Just a little bit tedious, quite repetitive and by the end, unfortunately, thoroughly forgettable.

Label: Captured Tracks

Rating: 6

Holograms are very much in vogue, and it’s not just because of Tupac’s sort-of resurrection at Coachella last year. Their veins coarse with raw, angry post-punk, fuelled by the forward propulsion of a Concorde jet engine. Oh, and they’re Swedish, too. Judging by the country’s musical output as of late there seems to be something in the Scandinavian DNA that breeds exciting innovation.

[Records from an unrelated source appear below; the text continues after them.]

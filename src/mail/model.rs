//! Normalized email record shared by the IMAP, POP3 and mock fetch paths.

use std::fmt;

use chrono::{DateTime, Utc};
use serde::{Deserialize, Deserializer, Serialize};

/// Subject used when a message has none.
pub const NO_SUBJECT: &str = "No Subject";
/// Sender used when a message has no `From` header.
pub const UNKNOWN_SENDER: &str = "Unknown Sender";
/// Sender of every placeholder record.
pub const SYSTEM_SENDER: &str = "system@example.com";

/// Identifier of a record within one fetch response.
///
/// IMAP records carry `"msg-<seqno>"`, POP3 records the message number,
/// placeholders a stable per-failure string. Not stable across fetches.
#[derive(Debug, Clone, PartialEq, Eq, Serialize, Deserialize)]
#[serde(untagged)]
pub enum EmailId {
    Number(u32),
    Text(String),
}

impl fmt::Display for EmailId {
    fn fmt(&self, f: &mut fmt::Formatter<'_>) -> fmt::Result {
        match self {
            EmailId::Number(n) => write!(f, "{n}"),
            EmailId::Text(s) => f.write_str(s),
        }
    }
}

impl From<u32> for EmailId {
    fn from(n: u32) -> Self {
        EmailId::Number(n)
    }
}

impl From<&str> for EmailId {
    fn from(s: &str) -> Self {
        EmailId::Text(s.to_string())
    }
}

impl From<String> for EmailId {
    fn from(s: String) -> Self {
        EmailId::Text(s)
    }
}

/// The two shapes a sender arrives in: a plain string or a `{ "text": ... }` wrapper.
///
/// Collapsed to a single string by [`NormalizedEmail`] so consumers only ever
/// see one shape.
#[derive(Debug, Clone, PartialEq, Eq, Deserialize)]
#[serde(untagged)]
pub enum Sender {
    Plain(String),
    Wrapped { text: String },
}

impl Sender {
    pub fn into_text(self) -> String {
        match self {
            Sender::Plain(s) | Sender::Wrapped { text: s } => s,
        }
    }
}

fn deserialize_sender<'de, D>(deserializer: D) -> Result<String, D::Error>
where
    D: Deserializer<'de>,
{
    Sender::deserialize(deserializer).map(Sender::into_text)
}

/// A single email-shaped record returned by every fetch operation.
#[derive(Debug, Clone, PartialEq, Serialize, Deserialize)]
pub struct NormalizedEmail {
    pub id: EmailId,
    pub subject: String,
    #[serde(deserialize_with = "deserialize_sender")]
    pub from: String,
    #[serde(default, skip_serializing_if = "Option::is_none")]
    pub to: Option<String>,
    pub date: DateTime<Utc>,
    #[serde(default)]
    pub text: String,
    pub html: String,
}

impl NormalizedEmail {
    /// Build a record, filling the defaults for any missing field.
    ///
    /// `html` falls back to the escaped text wrapped in a paragraph.
    pub fn new(
        id: impl Into<EmailId>,
        subject: Option<String>,
        from: Option<String>,
        date: Option<DateTime<Utc>>,
        text: Option<String>,
        html: Option<String>,
    ) -> Self {
        let text = text.unwrap_or_default();
        let html = html
            .filter(|h| !h.trim().is_empty())
            .unwrap_or_else(|| paragraph(&text));
        Self {
            id: id.into(),
            subject: subject
                .filter(|s| !s.trim().is_empty())
                .unwrap_or_else(|| NO_SUBJECT.to_string()),
            from: from
                .filter(|s| !s.trim().is_empty())
                .unwrap_or_else(|| UNKNOWN_SENDER.to_string()),
            to: None,
            date: date.unwrap_or_else(Utc::now),
            text,
            html,
        }
    }

    /// Builder: set the `To` line.
    pub fn with_to(mut self, to: impl Into<String>) -> Self {
        let to = to.into();
        if !to.is_empty() {
            self.to = Some(to);
        }
        self
    }

    /// Whether this record is a synthetic placeholder rather than real mail.
    pub fn is_placeholder(&self) -> bool {
        self.from == SYSTEM_SENDER
    }
}

/// Wrap plain text in a `<p>` element, escaping markup.
pub fn paragraph(text: &str) -> String {
    if text.trim().is_empty() {
        return "<p>No content</p>".to_string();
    }
    format!("<p>{}</p>", escape_html(text))
}

/// Minimal HTML escaping for text placed inside generated markup.
pub fn escape_html(text: &str) -> String {
    let mut out = String::with_capacity(text.len());
    for ch in text.chars() {
        match ch {
            '&' => out.push_str("&amp;"),
            '<' => out.push_str("&lt;"),
            '>' => out.push_str("&gt;"),
            '"' => out.push_str("&quot;"),
            _ => out.push(ch),
        }
    }
    out
}
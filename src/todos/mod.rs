//! Todos: model, REST routes and the WebSocket event feed.

pub mod model;
pub mod routes;
pub mod ws;

pub use model::{Todo, TodoEvent};
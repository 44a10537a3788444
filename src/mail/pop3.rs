//! POP3 retrieval: a small async client with an explicit session state and
//! the serial fetch state machine built on it.

use std::time::Duration;

use async_trait::async_trait;
use secrecy::ExposeSecret;
use tokio::io::{AsyncBufReadExt, AsyncWriteExt, BufReader};
use tokio::time::{Instant, timeout, timeout_at};
use tracing::{debug, info, warn};

use super::MAX_BATCH;
use super::mime::MimeParser;
use super::model::NormalizedEmail;
use super::net::{self, MailStream};
use super::placeholder::{FetchFailure, FetchOutcome, parse_error_entry};
use crate::config::MailboxConfig;
use crate::error::MailError;

const CLOSE_TIMEOUT: Duration = Duration::from_secs(5);

/// `+OK count size` from STAT.
#[derive(Debug, Clone, Copy, PartialEq, Eq)]
pub struct StatResponse {
    pub count: u32,
    pub total_size: u64,
}

/// One scan listing line from LIST.
#[derive(Debug, Clone, Copy, PartialEq, Eq)]
pub struct ListEntry {
    pub msg_no: u32,
    pub size: u64,
}

/// A POP3 connection. Commands out of session order fail with
/// [`MailError::InvalidState`].
#[async_trait]
pub trait Pop3Session: Send {
    /// USER then PASS.
    async fn login(&mut self, user: &str, password: &str) -> Result<(), MailError>;
    async fn stat(&mut self) -> Result<StatResponse, MailError>;
    async fn list(&mut self) -> Result<Vec<ListEntry>, MailError>;
    /// Full message bytes, dot-unstuffed.
    async fn retr(&mut self, msg_no: u32) -> Result<Vec<u8>, MailError>;
    async fn quit(&mut self) -> Result<(), MailError>;
}

#[async_trait]
pub trait Pop3Connector: Send + Sync {
    async fn connect(&self, config: &MailboxConfig) -> Result<Box<dyn Pop3Session>, MailError>;
}

#[derive(Debug, Default, Clone, Copy)]
pub struct TcpPop3Connector;

#[async_trait]
impl Pop3Connector for TcpPop3Connector {
    async fn connect(&self, config: &MailboxConfig) -> Result<Box<dyn Pop3Session>, MailError> {
        let stream = net::connect(config).await?;
        let client = Pop3Client::from_stream(stream).await?;
        Ok(Box::new(client))
    }
}

// ── State machine ───────────────────────────────────────────────────

/// The `min(limit, 20, listed)` highest-numbered messages, highest first.
///
/// Assumes a higher message number means a more recent message.
pub fn select_messages(listed: &[ListEntry], limit: u32) -> Vec<u32> {
    let mut numbers: Vec<u32> = listed.iter().map(|e| e.msg_no).collect();
    numbers.sort_unstable_by(|a, b| b.cmp(a));
    numbers.dedup();
    let actual = limit.max(1).min(MAX_BATCH) as usize;
    numbers.truncate(actual);
    numbers
}

/// Run one POP3 fetch to completion.
pub async fn fetch_pop3(
    connector: &dyn Pop3Connector,
    parser: &dyn MimeParser,
    config: &MailboxConfig,
    limit: u32,
) -> FetchOutcome {
    let Some(credentials) = config.credentials.as_ref() else {
        warn!("POP3 credentials not configured");
        return FetchOutcome::Failed(FetchFailure::MissingCredentials);
    };

    info!(host = %config.host, port = config.port, limit, "POP3 fetch starting");
    let deadline = Instant::now() + config.connect_timeout;

    let mut session = match timeout_at(deadline, connector.connect(config)).await {
        Err(_) => {
            warn!(host = %config.host, "POP3 connection timed out");
            return FetchOutcome::Failed(FetchFailure::ConnectTimeout);
        }
        Ok(Err(e)) => {
            warn!(host = %config.host, error = %e, "POP3 client error");
            return FetchOutcome::Failed(FetchFailure::ClientError(e.to_string()));
        }
        Ok(Ok(session)) => session,
    };

    let login = timeout_at(
        deadline,
        session.login(&credentials.user, credentials.password.expose_secret()),
    )
    .await;

    let outcome = match login {
        Err(_) => {
            warn!(host = %config.host, "POP3 login timed out");
            FetchOutcome::Failed(FetchFailure::ConnectTimeout)
        }
        Ok(Err(MailError::Rejected { response, .. })) => {
            warn!(response = %response, "POP3 login failed");
            FetchOutcome::Failed(FetchFailure::LoginFailed(response))
        }
        Ok(Err(MailError::InvalidState { command })) => {
            warn!(command = %command, "POP3 command issued in invalid state");
            FetchOutcome::Failed(FetchFailure::AuthFailure(String::new()))
        }
        Ok(Err(e)) => {
            warn!(error = %e, "POP3 client error");
            FetchOutcome::Failed(FetchFailure::ClientError(e.to_string()))
        }
        Ok(Ok(())) => {
            debug!("POP3 login successful");
            fetch_transaction(session.as_mut(), parser, limit).await
        }
    };

    close(session).await;
    outcome
}

fn session_failure(e: MailError) -> FetchFailure {
    match e {
        MailError::InvalidState { .. } => FetchFailure::AuthFailure(String::new()),
        other => FetchFailure::ClientError(other.to_string()),
    }
}

async fn fetch_transaction(
    session: &mut dyn Pop3Session,
    parser: &dyn MimeParser,
    limit: u32,
) -> FetchOutcome {
    let stat = match session.stat().await {
        Ok(stat) => stat,
        Err(e) => {
            warn!(error = %e, "POP3 STAT failed");
            return FetchOutcome::Failed(session_failure(e));
        }
    };
    info!(count = stat.count, size = stat.total_size, "POP3 mailbox stats");
    if stat.count == 0 {
        return FetchOutcome::Failed(FetchFailure::EmptyMailbox);
    }

    let listed = match session.list().await {
        Ok(listed) => listed,
        Err(MailError::Rejected { response, .. }) => {
            warn!(response = %response, "POP3 LIST rejected");
            return FetchOutcome::Failed(FetchFailure::ListFailure(response));
        }
        Err(e) => {
            warn!(error = %e, "POP3 LIST failed");
            return FetchOutcome::Failed(session_failure(e));
        }
    };

    let selected = select_messages(&listed, limit);
    debug!(listed = listed.len(), selected = ?selected, "POP3 messages to retrieve");

    let mut messages = Vec::with_capacity(selected.len());
    for msg_no in selected {
        let raw = match session.retr(msg_no).await {
            Ok(raw) => raw,
            Err(MailError::Rejected { response, .. }) => {
                warn!(msg_no, response = %response, "POP3 RETR failed, skipping");
                continue;
            }
            Err(e) => {
                warn!(msg_no, error = %e, "POP3 RETR aborted");
                return FetchOutcome::Failed(session_failure(e));
            }
        };

        match parser.parse(&raw).await {
            Ok(parsed) => {
                debug!(msg_no, "POP3 message parsed");
                messages.push(NormalizedEmail::new(
                    msg_no,
                    parsed.subject,
                    parsed.from,
                    parsed.date,
                    parsed.text,
                    parsed.html,
                ));
            }
            Err(e) => {
                warn!(msg_no, error = %e, "POP3 message could not be parsed");
                messages.push(parse_error_entry(msg_no));
            }
        }
    }

    if messages.is_empty() {
        return FetchOutcome::Failed(FetchFailure::NoMessagesRetrieved { count: stat.count });
    }
    info!(count = messages.len(), "POP3 fetch complete");
    FetchOutcome::Messages(messages)
}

Holograms’ debut was a solid, cohesive effort, but it seemed to lack a certain sprinkle of excitement. There was really nothing to set the four lads from Stockholm apart from every other post-punk peddler and shoegazing artful dodger. It rampaged along slightly clumsily, like a punk determinedly trying to run down an extremely icy pavement, but ripping his tartan trousers in the process. On this follow up, ‘Forever’, they sound richer and more energetic than ever before, but they’re still not quite a physical, tangible force. Holograms are slightly out of reach, and it’s hard to connect on any meaningful level when an extended arm can cut straight through their flickery silhouette like a ghost.

A vague, gloomy sense of anger hangs over ‘Forever’ like a feathery plume, a billowing cloud, an airborne toxic event. Holograms write claustrophobic music with a jet black core, and flecks of white noise swarming hungrily around the fringes. One track, ‘Ättestupa’, takes its name from a steep Nordic precipice where elderly people apparently got hurled to their deaths because they were no longer able to support themselves. It’s deliberately caustic and isolated stuff. That’s not necessarily a criticism. Music of devastating darkness can be hugely affecting.

This album has all the right ingredients, but like the debut, the fireworks seem a little absent. The main issue with Holograms is that they don’t seem to create anything memorable out of their nihilistic destruction, least of all an emotional response. ‘Forever’ is just a little bit tedious, quite repetitive and by the end, unfortunately, thoroughly forgettable.